[Saved data entries]
▼

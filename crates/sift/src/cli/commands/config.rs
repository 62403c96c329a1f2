//! Implementation of `sift config`.

use std::process::ExitCode;

use sift_config::discover_config_files;

use crate::cli::{
    context::CommandContext,
    output::{dim, subheader, warning},
};

/// Shows the config files in effect, the merged settings and any warnings.
pub fn run(ctx: &CommandContext) -> ExitCode {
    let files = discover_config_files(&ctx.cwd);
    if files.is_empty() {
        println!("{}", dim("# No configuration files found; showing defaults."));
    } else {
        for path in &files {
            println!("{}", dim(&format!("# {}", path.display())));
        }
    }
    println!();
    print!("{}", ctx.config.settings_to_toml());

    let warnings = ctx.config.validate();
    if warnings.is_empty() {
        return ExitCode::SUCCESS;
    }
    eprintln!();
    eprintln!("{}", subheader(&format!("Warnings ({}):", warnings.len())));
    for w in &warnings {
        eprintln!("   {}", warning(&w.to_string()));
    }
    ExitCode::FAILURE
}
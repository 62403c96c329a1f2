//! Path resolution for resource files named in config.
//!
//! Resolves relative and tilde-prefixed paths against the config file that named them.

use std::path::{Path, PathBuf};

use directories::BaseDirs;

use crate::ConfigError;

/// Resolves a resource path named in a config file.
///
/// - Tilde paths (`~/dicts/loan.txt`) expand to the home directory
/// - Relative paths resolve against `config_dir`
/// - Absolute paths are returned unchanged
///
/// The file is not required to exist; `Config::validate` reports missing resources.
pub fn resolve_resource_path(path: &str, config_dir: &Path) -> Result<PathBuf, ConfigError> {
    let expanded = expand_tilde(path)?;
    if expanded.is_absolute() {
        Ok(expanded)
    } else {
        Ok(config_dir.join(expanded))
    }
}

/// Expands a tilde prefix to the home directory.
fn expand_tilde(path: &str) -> Result<PathBuf, ConfigError> {
    if path == "~" {
        return home_dir();
    }

    if let Some(rest) = path.strip_prefix("~/") {
        let home = home_dir()?;
        return Ok(home.join(rest));
    }

    Ok(PathBuf::from(path))
}

/// Returns the home directory.
fn home_dir() -> Result<PathBuf, ConfigError> {
    BaseDirs::new()
        .map(|dirs| dirs.home_dir().to_path_buf())
        .ok_or(ConfigError::NoHomeDirectory)
}

#[cfg(test)]
mod tests {
    use super::*;
    use crate::test_support::TestDir;

    #[test]
    fn test_resolve_relative_path() {
        let test_dir = TestDir::new();
        let resolved = resolve_resource_path("dicts/loan.txt", test_dir.path()).unwrap();
        assert_eq!(resolved, test_dir.path().join("dicts/loan.txt"));
    }

    #[test]
    fn test_resolve_parent_relative_path() {
        let test_dir = TestDir::new();
        let config_dir = test_dir.create_dir("project");
        let resolved = resolve_resource_path("../shared.txt", &config_dir).unwrap();
        assert_eq!(resolved, config_dir.join("../shared.txt"));
    }

    #[test]
    fn test_resolve_absolute_path() {
        let test_dir = TestDir::new();
        let file = test_dir.create_file("loan.txt");
        let resolved = resolve_resource_path(file.to_str().unwrap(), Path::new("/elsewhere"))
            .unwrap();
        assert_eq!(resolved, file);
    }

    #[test]
    fn test_resolve_tilde_path() {
        let Some(dirs) = BaseDirs::new() else {
            return;
        };
        let resolved = resolve_resource_path("~/loan.txt", Path::new("/elsewhere")).unwrap();
        assert_eq!(resolved, dirs.home_dir().join("loan.txt"));
    }

    #[test]
    fn test_resolve_missing_file_is_not_an_error() {
        let test_dir = TestDir::new();
        assert!(resolve_resource_path("nope.txt", test_dir.path()).is_ok());
    }
}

▲

**YOUR ASSIGNMENT**
Repeat only the lines above, from the first line of the entries through the line that contains "for w in &warnings", including both ends.

**EXPECTED ANSWER**
filename crates/sift/src/cli/commands/config.rs
repository 62403c96c329a1f2
//! Implementation of `sift config`.

use std::process::ExitCode;

use sift_config::discover_config_files;

use crate::cli::{
    context::CommandContext,
    output::{dim, subheader, warning},
};

/// Shows the config files in effect, the merged settings and any warnings.
pub fn run(ctx: &CommandContext) -> ExitCode {
    let files = discover_config_files(&ctx.cwd);
    if files.is_empty() {
        println!("{}", dim("# No configuration files found; showing defaults."));
    } else {
        for path in &files {
            println!("{}", dim(&format!("# {}", path.display())));
        }
    }
    println!();
    print!("{}", ctx.config.settings_to_toml());

    let warnings = ctx.config.validate();
    if warnings.is_empty() {
        return ExitCode::SUCCESS;
    }
    eprintln!();
    eprintln!("{}", subheader(&format!("Warnings ({}):", warnings.len())));
    for w in &warnings {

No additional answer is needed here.